Entre paréntesis….Cayetano Llobet T.
No es una imagen de conmiseración y pena. Es la visión del bandido abatido y derrotado. Luis Arce Gómez descendiendo del avión, agobiado, semiparalizado, con la barba totalmente blanca, es el perfecto reverso de aquel coronel matón, prepotente, dispuesto a matar sin que se le mueva un pelo, famoso por la perversidad de su notificación a la ciudadanía: “desde hoy, tendrán que andar con el testamento bajo el brazo”. No siento al verlo, la menor de las penas. Menos la deben sentir todos los que compartimos cárcel, tortura y campo de concentración. Y menos aún las familias de los muertos y los desaparecidos.
Los Luises, García Meza y Arce Gómez, llegaron a Palacio ya empapados con la sangre de Marcelo Quiroga Santa Cruz, al que habían declarado su enemigo principal. Los que fuimos hechos prisioneros ya no pudimos escuchar la notificación de García Meza al país: “¡Hemos llegado para quedarnos por lo menos veinte años!” Un poco menos de los que está pasando en la cárcel de Chonchocoro y que ahora tendrá a su amigo de fechorías contándole de sus aventuras penitenciarias como narcotraficante.
No es raro que gente como García Meza tenga la idea de que el poder es eterno. Es gente que vive convencida de que no hay ni habrá ninguna fuerza capaz de derrotarlos. Es gente que no sabe nada de la historia. No tiene idea de que no hay poder infinito y su ignorancia los lleva, con asombrosa naturalidad, a la práctica del atropello y la arbitrariedad. Actúan instalados en la convicción de que el Palacio será su última y definitiva residencia.
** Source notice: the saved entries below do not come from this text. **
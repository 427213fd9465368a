// Orchestrator Health
//
// Flags published by the orchestrator for status readers. Reading
// them never touches the job slot.

use std::sync::atomic::{AtomicBool, Ordering};
use std::sync::Arc;

use parking_lot::Mutex;
use serde::{Deserialize, Serialize};
use tokio::sync::OwnedMutexGuard;

#[derive(Debug, Default)]
pub struct OrchestratorHealth {
    in_flight: AtomicBool,
    halted: Mutex<Option<String>>,
}

#[derive(Debug, Clone, PartialEq, Eq, Serialize, Deserialize)]
pub struct HealthSnapshot {
    pub cycle_in_flight: bool,
    pub halted: Option<String>,
}

impl OrchestratorHealth {
    pub fn is_cycle_in_flight(&self) -> bool {
        self.in_flight.load(Ordering::SeqCst)
    }

    pub fn halted_reason(&self) -> Option<String> {
        self.halted.lock().clone()
    }

    pub fn is_halted(&self) -> bool {
        self.halted.lock().is_some()
    }

    pub(crate) fn halt(&self, reason: String) {
        *self.halted.lock() = Some(reason);
    }

    pub(crate) fn clear_halt(&self) -> Option<String> {
        self.halted.lock().take()
    }

    pub fn snapshot(&self) -> HealthSnapshot {
        HealthSnapshot {
            cycle_in_flight: self.is_cycle_in_flight(),
            halted: self.halted_reason(),
        }
    }
}

/// Holds the job slot for one cycle. Dropping it, including during
/// a panic unwind, clears the in-flight flag and frees the slot.
pub(crate) struct InFlight {
    health: Arc<OrchestratorHealth>,
    _slot: OwnedMutexGuard<()>,
}

impl InFlight {
    pub(crate) fn enter(slot: OwnedMutexGuard<()>, health: Arc<OrchestratorHealth>) -> Self {
        health.in_flight.store(true, Ordering::SeqCst);
        Self {
            health,
            _slot: slot,
        }
    }
}

impl Drop for InFlight {
    fn drop(&mut self) {
        self.health.in_flight.store(false, Ordering::SeqCst);
    }
}
// Model Loader Boundary
//
// Loading weights and mounting adapters happens outside the core.

use async_trait::async_trait;

use crate::registry::AdapterVersion;

#[derive(Debug, Clone, thiserror::Error, PartialEq, Eq)]
#[error("model load failed: {0}")]
pub struct LoadError(pub String);

/// Loads the base model, optionally with an adapter mounted on top.
///
/// Called with the serving state already in `loading`; the caller
/// decides the resulting state from the outcome.
#[async_trait]
pub trait ModelLoader: Send + Sync {
    async fn load(
        &self,
        base_model_id: &str,
        adapter: Option<&AdapterVersion>,
    ) -> Result<(), LoadError>;
}

/// Loader for deployments where weights are mounted by another process.
#[derive(Debug, Default, Clone, Copy)]
pub struct NoopModelLoader;

#[async_trait]
impl ModelLoader for NoopModelLoader {
    async fn load(
        &self,
        base_model_id: &str,
        adapter: Option<&AdapterVersion>,
    ) -> Result<(), LoadError> {
        tracing::debug!(
            base_model = base_model_id,
            adapter = ?adapter.map(|a| a.version_id),
            "noop model load"
        );
        Ok(())
    }
}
Además, no tienen límites morales. Nunca, como con García Meza, Bolivia vivió un proceso tan feroz de gangsterización del Estado. La droga, el narcotráfico, eran el alimento, el maná de las bandas civiles y militares que revoloteaban en torno al tirano. Siempre sobran los oportunistas a la caza de ventajas y privilegios. Como las lealtades nunca son seguras, es mejor pagarlas. Se pusieron de moda los “bonos de lealtad” a los comandantes de las unidades militares. Se seguía, con enorme eficacia, aquella norma de que los militares bien pagados no golpean: “no hay general que aguante un cañonazo de cien mil dólares”. Su discurso es el que les ordena el cajero cuando les entrega el cheque.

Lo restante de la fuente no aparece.